*** Given records Section Begins ***
#[cfg(test)]
pub(crate) mod tests {
    use super::*;
    use std::sync::Mutex;

    use axum::extract::Path;
    use axum::http::{header::LOCATION, HeaderMap, StatusCode};
    use axum::response::IntoResponse;
    use axum::routing::{delete, get, post};
    use axum::{Json, Router};
    use serde_json::Value;

    use crate::apply::tests::FakeApiServer;
    use crate::controllers::State;
    use crate::harbor_client::client::tests::serve;
    use crate::harbor_client::client::{ACCESS_KEY, ACCESS_SECRET};
    use crate::util::config::OperatorConfig;

    /// Remote calls seen by the fake Harbor, as `METHOD path`.
    pub type Calls = Arc<Mutex<Vec<String>>>;

    pub fn context(server: &FakeApiServer) -> Arc<Context> {
        State::new(OperatorConfig::default()).unwrap().to_context(server.client())
    }

    pub fn path_of<K: Resource<DynamicType = ()>>(namespace: Option<&str>, name: &str) -> String {
        format!("{}/{name}", K::url_path(&(), namespace))
    }

    /// Installs a ready ServerConfiguration `prod` pointing at `server_url`, with its credential.
    pub fn install_server_configuration(server: &FakeApiServer, server_url: &str) -> ServerConfiguration {
        let mut config = ServerConfiguration::new(
            "prod",
            ServerConfigurationSpec {
                server_url: server_url.to_string(),
                access_credential: AccessCredential {
                    namespace: "harbor-system".to_string(),
                    access_secret_ref: "prod-credential".to_string(),
                },
                default: true,
                ..Default::default()
            },
        );
        config.status = Some(ComponentStatus {
            status: StatusPhase::Ready,
            ..Default::default()
        });
        server.insert(
            &path_of::<ServerConfiguration>(None, "prod"),
            serde_json::to_value(&config).unwrap(),
        );
        server.insert(
            &path_of::<Secret>(Some("harbor-system"), "prod-credential"),
            json!({
                "apiVersion": "v1",
                "kind": "Secret",
                "metadata": {"name": "prod-credential", "namespace": "harbor-system"},
                "data": {
                    ACCESS_KEY: STANDARD.encode("admin"),
                    ACCESS_SECRET: STANDARD.encode("Harbor12345"),
                }
            }),
        );
        config
    }

    pub fn install_service_account(server: &FakeApiServer, namespace: &str, pull_secrets: &[&str]) {
        let secrets: Vec<Value> = pull_secrets.iter().map(|name| json!({ "name": name })).collect();
        server.insert(
            &path_of::<ServiceAccount>(Some(namespace), "default"),
            json!({
                "apiVersion": "v1",
                "kind": "ServiceAccount",
                "metadata": {"name": "default", "namespace": namespace},
                "imagePullSecrets": secrets,
            }),
        );
    }

    /// Harbor with project `team-a` (ID 7) whose project deletion answers `delete_status`.
    async fn harbor(calls: Calls, delete_status: StatusCode) -> String {
        let project_calls = calls.clone();
        let robot_calls = calls.clone();
        let router = Router::new()
            .route(
                "/api/v2.0/projects/:name",
                get(|Path(name): Path<String>| async move {
                    if name != "team-a" {
                        return StatusCode::NOT_FOUND.into_response();
                    }
                    Json(json!({"project_id": 7, "name": name})).into_response()
                })
                .delete(move |Path(id): Path<String>| {
                    let calls = project_calls.clone();
                    async move {
                        calls.lock().unwrap().push(format!("DELETE /projects/{id}"));
                        delete_status
                    }
                }),
            )
            .route(
                "/api/v2.0/robots",
                post(move |Json(body): Json<RobotCreate>| {
                    let calls = calls.clone();
                    async move {
                        calls.lock().unwrap().push(format!("POST /robots {}", body.name));
                        let mut headers = HeaderMap::new();
                        headers.insert(LOCATION, "/api/v2.0/robots/17".parse().unwrap());
                        (
                            StatusCode::CREATED,
                            headers,
                            Json(json!({"name": "robot$team-a-default", "secret": "s3cr3t"})),
                        )
                    }
                }),
            )
            .route(
                "/api/v2.0/robots/:id",
                delete(move |Path(id): Path<String>| {
                    let calls = robot_calls.clone();
                    async move {
                        calls.lock().unwrap().push(format!("DELETE /robots/{id}"));
                        StatusCode::OK
                    }
                }),
            );
        serve(router).await
    }

    fn binding() -> ProjectBinding {
        let mut binding = ProjectBinding::new(
            "prod-default",
            ProjectBindingSpec {
                server_configuration: "prod".to_string(),
                service_account: "default".to_string(),
                project_name: "team-a".to_string(),
            },
        );
        binding.metadata.namespace = Some("team-a".to_string());
        binding.metadata.uid = Some("binding-uid".to_string());
        binding
    }

    fn pull_secret_names(server: &FakeApiServer) -> Vec<String> {
        let account: ServiceAccount =
            serde_json::from_value(server.get(&path_of::<ServiceAccount>(Some("team-a"), "default")).unwrap())
                .unwrap();
        account
            .image_pull_secrets
            .unwrap_or_default()
            .into_iter()
            .map(|s| s.name)
            .collect()
    }

    async fn bound(server: &FakeApiServer, calls: Calls, delete_status: StatusCode) -> (Arc<Context>, ProjectBinding) {
        let url = harbor(calls, delete_status).await;
        install_server_configuration(server, &url);
        install_service_account(server, "team-a", &["other"]);
        let binding_path = path_of::<ProjectBinding>(Some("team-a"), "prod-default");
        server.insert(&binding_path, serde_json::to_value(binding()).unwrap());

        let ctx = context(server);
        apply(Arc::new(binding()), ctx.clone()).await.unwrap();
        let live = serde_json::from_value(server.get(&binding_path).unwrap()).unwrap();
        (ctx, live)
    }

    #[tokio::test]
    async fn binding_then_unbinding_leaves_no_credential_behind() {
        let server = FakeApiServer::default();
        let calls = Calls::default();
        let (ctx, live) = bound(&server, calls.clone(), StatusCode::OK).await;

        let secret_path = path_of::<Secret>(Some("team-a"), "prod-default-pull-secret");
        let secret: Secret = serde_json::from_value(server.get(&secret_path).unwrap()).unwrap();
        assert_eq!(secret.type_.as_deref(), Some(DOCKER_CONFIG_JSON_TYPE));
        assert_eq!(pull_secret_names(&server), vec!["other", "prod-default-pull-secret"]);
        assert_eq!(live.robot_id(), Some(17));
        assert_eq!(live.pull_secret(), Some("prod-default-pull-secret"));
        assert_eq!(live.status.as_ref().unwrap().status, StatusPhase::Ready);

        cleanup(Arc::new(live), ctx).await.unwrap();
        assert!(server.get(&secret_path).is_none());
        assert_eq!(pull_secret_names(&server), vec!["other"]);
        assert_eq!(
            *calls.lock().unwrap(),
            vec![
                "POST /robots team-a-default".to_string(),
                "DELETE /robots/17".to_string(),
                "DELETE /projects/7".to_string(),
            ]
        );
    }

    #[tokio::test]
    async fn cleanup_completes_when_project_deletion_fails() {
        let server = FakeApiServer::default();
        let calls = Calls::default();
        let (ctx, live) = bound(&server, calls.clone(), StatusCode::INTERNAL_SERVER_ERROR).await;

        let action = cleanup(Arc::new(live), ctx).await.unwrap();
        assert_eq!(action, Action::await_change());
        assert!(calls.lock().unwrap().contains(&"DELETE /projects/7".to_string()));
        assert!(server
            .get(&path_of::<Secret>(Some("team-a"), "prod-default-pull-secret"))
            .is_none());
        assert_eq!(pull_secret_names(&server), vec!["other"]);
    }

    #[tokio::test]
    async fn missing_service_account_is_reported_not_ready() {
        let server = FakeApiServer::default();
        let url = harbor(Calls::default(), StatusCode::OK).await;
        install_server_configuration(&server, &url);
        let binding_path = path_of::<ProjectBinding>(Some("team-a"), "prod-default");
        server.insert(&binding_path, serde_json::to_value(binding()).unwrap());

        let action = apply(Arc::new(binding()), context(&server)).await.unwrap();
        assert_eq!(action, Action::requeue(NOT_READY_REQUEUE));
        let live: ProjectBinding = serde_json::from_value(server.get(&binding_path).unwrap()).unwrap();
        let status = live.status.unwrap();
        assert_eq!(status.status, StatusPhase::Fail);
        assert_eq!(status.reason, "ServiceAccountNotFound");
    }

    fn account(secrets: &[&str]) -> ServiceAccount {
        ServiceAccount {
            image_pull_secrets: Some(
                secrets
                    .iter()
                    .map(|name| LocalObjectReference {
                        name: name.to_string(),
                    })
                    .collect(),
            ),
            ..Default::default()
        }
    }

    #[test]
    fn docker_config_carries_basic_auth() {
        let payload = docker_config_json("harbor.example.com", "robot$ns-default", "s3cret").unwrap();
        let value: Value = serde_json::from_slice(&payload).unwrap();
        let entry = &value["auths"]["harbor.example.com"];
        assert_eq!(entry["username"], "robot$ns-default");
        assert_eq!(entry["password"], "s3cret");
        let auth = STANDARD.decode(entry["auth"].as_str().unwrap()).unwrap();
        assert_eq!(auth, b"robot$ns-default:s3cret");
    }

    #[test]
    fn pull_secret_is_attached_once() {
        let sa = account(&["other"]);
        let attached = with_pull_secret(&sa, "binding-pull-secret").unwrap();
        assert_eq!(attached.len(), 2);
        assert_eq!(attached[1].name, "binding-pull-secret");

        let sa = account(&["other", "binding-pull-secret"]);
        assert!(with_pull_secret(&sa, "binding-pull-secret").is_none());
    }

    #[test]
    fn detaching_keeps_other_secrets() {
        let sa = account(&["other", "binding-pull-secret"]);
        let kept = without_pull_secret(&sa, "binding-pull-secret").unwrap();
        assert_eq!(kept.len(), 1);
        assert_eq!(kept[0].name, "other");

        assert!(without_pull_secret(&account(&["other"]), "binding-pull-secret").is_none());
        assert!(without_pull_secret(&ServiceAccount::default(), "binding-pull-secret").is_none());
    }
}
*** Given records Section Ends ***
Problem: For each line of the material that includes the word "format", make a copy.

Answer to the problem:
        format!("{}/{name}", K::url_path(&(), namespace))
                        calls.lock().unwrap().push(format!("DELETE /projects/{id}"));
                        calls.lock().unwrap().push(format!("POST /robots {}", body.name));
                        calls.lock().unwrap().push(format!("DELETE /robots/{id}"));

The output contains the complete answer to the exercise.